**To do:** Read through the listing below, and copy every line where the string "EmbeddingsRequest" appears.

----- Material for the task

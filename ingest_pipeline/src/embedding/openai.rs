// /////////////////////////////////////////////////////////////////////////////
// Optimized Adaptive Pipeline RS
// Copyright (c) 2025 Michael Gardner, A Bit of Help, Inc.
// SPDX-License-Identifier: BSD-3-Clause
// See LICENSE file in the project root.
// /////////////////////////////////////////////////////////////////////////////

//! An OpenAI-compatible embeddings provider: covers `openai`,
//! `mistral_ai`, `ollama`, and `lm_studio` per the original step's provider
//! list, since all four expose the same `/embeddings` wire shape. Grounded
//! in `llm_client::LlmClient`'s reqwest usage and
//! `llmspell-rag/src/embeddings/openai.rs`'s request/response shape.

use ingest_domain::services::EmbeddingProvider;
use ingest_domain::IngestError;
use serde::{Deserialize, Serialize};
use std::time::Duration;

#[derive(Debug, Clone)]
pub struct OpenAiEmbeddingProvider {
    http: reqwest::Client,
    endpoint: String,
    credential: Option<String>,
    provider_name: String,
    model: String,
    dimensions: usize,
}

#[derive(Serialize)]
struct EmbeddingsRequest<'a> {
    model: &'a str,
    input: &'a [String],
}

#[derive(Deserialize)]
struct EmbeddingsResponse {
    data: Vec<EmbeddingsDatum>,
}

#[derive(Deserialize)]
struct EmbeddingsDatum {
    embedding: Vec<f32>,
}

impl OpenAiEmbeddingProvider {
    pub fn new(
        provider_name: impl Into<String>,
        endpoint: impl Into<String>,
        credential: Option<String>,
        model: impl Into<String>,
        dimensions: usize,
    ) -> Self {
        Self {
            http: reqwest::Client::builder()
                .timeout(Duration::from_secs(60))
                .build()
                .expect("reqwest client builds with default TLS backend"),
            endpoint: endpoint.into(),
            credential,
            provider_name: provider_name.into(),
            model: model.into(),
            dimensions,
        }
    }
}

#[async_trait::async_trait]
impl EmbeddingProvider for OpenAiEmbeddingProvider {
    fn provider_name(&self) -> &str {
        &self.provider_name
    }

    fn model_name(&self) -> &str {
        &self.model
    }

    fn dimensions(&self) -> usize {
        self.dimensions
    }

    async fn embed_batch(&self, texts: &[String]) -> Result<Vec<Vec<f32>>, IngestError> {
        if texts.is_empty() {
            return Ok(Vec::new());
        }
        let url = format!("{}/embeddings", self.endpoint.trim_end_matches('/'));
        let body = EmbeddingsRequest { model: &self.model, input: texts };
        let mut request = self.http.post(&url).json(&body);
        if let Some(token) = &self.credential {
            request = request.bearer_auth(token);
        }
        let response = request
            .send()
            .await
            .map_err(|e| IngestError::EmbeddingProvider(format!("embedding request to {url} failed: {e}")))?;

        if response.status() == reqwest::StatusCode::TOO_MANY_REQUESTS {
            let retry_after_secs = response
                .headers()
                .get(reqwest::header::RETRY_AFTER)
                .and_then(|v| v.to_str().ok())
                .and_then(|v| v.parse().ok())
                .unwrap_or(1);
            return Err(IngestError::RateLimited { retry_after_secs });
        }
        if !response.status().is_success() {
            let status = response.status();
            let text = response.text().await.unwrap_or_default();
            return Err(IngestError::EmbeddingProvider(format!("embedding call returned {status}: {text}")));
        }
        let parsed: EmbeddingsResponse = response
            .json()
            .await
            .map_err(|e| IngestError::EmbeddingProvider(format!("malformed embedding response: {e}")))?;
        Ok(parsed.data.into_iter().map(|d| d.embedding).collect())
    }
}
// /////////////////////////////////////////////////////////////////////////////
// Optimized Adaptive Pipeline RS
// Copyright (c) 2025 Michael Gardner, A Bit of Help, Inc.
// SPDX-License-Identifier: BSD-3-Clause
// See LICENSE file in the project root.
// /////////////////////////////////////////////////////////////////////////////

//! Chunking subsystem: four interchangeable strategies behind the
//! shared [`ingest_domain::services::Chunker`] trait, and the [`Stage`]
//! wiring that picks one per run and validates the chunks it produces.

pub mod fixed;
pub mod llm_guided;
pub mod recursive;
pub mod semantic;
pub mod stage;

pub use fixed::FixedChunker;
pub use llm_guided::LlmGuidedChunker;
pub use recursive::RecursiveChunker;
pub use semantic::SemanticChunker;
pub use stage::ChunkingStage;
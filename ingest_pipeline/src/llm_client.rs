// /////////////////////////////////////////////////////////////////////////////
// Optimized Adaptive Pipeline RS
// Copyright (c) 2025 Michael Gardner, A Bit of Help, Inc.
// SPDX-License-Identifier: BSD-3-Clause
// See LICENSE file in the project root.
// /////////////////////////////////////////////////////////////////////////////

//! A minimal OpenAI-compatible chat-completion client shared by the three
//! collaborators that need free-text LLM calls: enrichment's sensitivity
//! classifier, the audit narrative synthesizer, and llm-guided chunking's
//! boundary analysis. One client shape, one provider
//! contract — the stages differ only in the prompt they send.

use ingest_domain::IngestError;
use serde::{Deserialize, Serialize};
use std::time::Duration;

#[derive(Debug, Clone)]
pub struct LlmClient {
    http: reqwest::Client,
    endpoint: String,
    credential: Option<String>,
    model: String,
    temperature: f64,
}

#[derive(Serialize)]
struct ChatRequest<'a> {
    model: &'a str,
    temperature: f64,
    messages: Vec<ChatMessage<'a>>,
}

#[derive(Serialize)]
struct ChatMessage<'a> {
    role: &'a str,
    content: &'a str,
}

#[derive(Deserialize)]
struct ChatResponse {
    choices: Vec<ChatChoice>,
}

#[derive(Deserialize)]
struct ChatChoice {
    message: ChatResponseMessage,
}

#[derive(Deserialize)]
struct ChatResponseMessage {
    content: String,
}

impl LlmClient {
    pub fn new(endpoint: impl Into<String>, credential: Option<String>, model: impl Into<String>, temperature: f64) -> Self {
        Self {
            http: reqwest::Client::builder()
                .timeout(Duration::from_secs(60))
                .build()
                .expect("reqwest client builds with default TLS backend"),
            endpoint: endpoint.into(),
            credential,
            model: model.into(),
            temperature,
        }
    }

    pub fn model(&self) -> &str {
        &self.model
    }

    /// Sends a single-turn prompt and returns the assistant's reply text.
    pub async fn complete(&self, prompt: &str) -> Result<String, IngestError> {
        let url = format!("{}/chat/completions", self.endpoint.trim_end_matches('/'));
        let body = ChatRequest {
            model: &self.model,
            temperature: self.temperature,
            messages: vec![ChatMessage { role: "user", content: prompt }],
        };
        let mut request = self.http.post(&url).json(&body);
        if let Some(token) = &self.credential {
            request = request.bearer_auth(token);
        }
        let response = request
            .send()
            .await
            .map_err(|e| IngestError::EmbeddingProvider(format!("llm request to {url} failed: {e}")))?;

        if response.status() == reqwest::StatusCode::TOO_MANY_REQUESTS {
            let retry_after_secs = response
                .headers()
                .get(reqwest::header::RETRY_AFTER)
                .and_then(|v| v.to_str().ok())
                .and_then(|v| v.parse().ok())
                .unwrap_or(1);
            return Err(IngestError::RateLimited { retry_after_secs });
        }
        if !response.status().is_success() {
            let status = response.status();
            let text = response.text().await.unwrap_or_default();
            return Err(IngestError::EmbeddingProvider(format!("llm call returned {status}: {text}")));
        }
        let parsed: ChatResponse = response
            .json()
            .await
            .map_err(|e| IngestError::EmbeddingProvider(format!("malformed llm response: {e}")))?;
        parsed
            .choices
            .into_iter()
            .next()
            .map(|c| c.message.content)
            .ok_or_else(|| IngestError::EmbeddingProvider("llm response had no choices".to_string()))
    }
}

----------

**Exercise output:**
struct EmbeddingsRequest<'a> {
        let body = EmbeddingsRequest { model: &self.model, input: texts };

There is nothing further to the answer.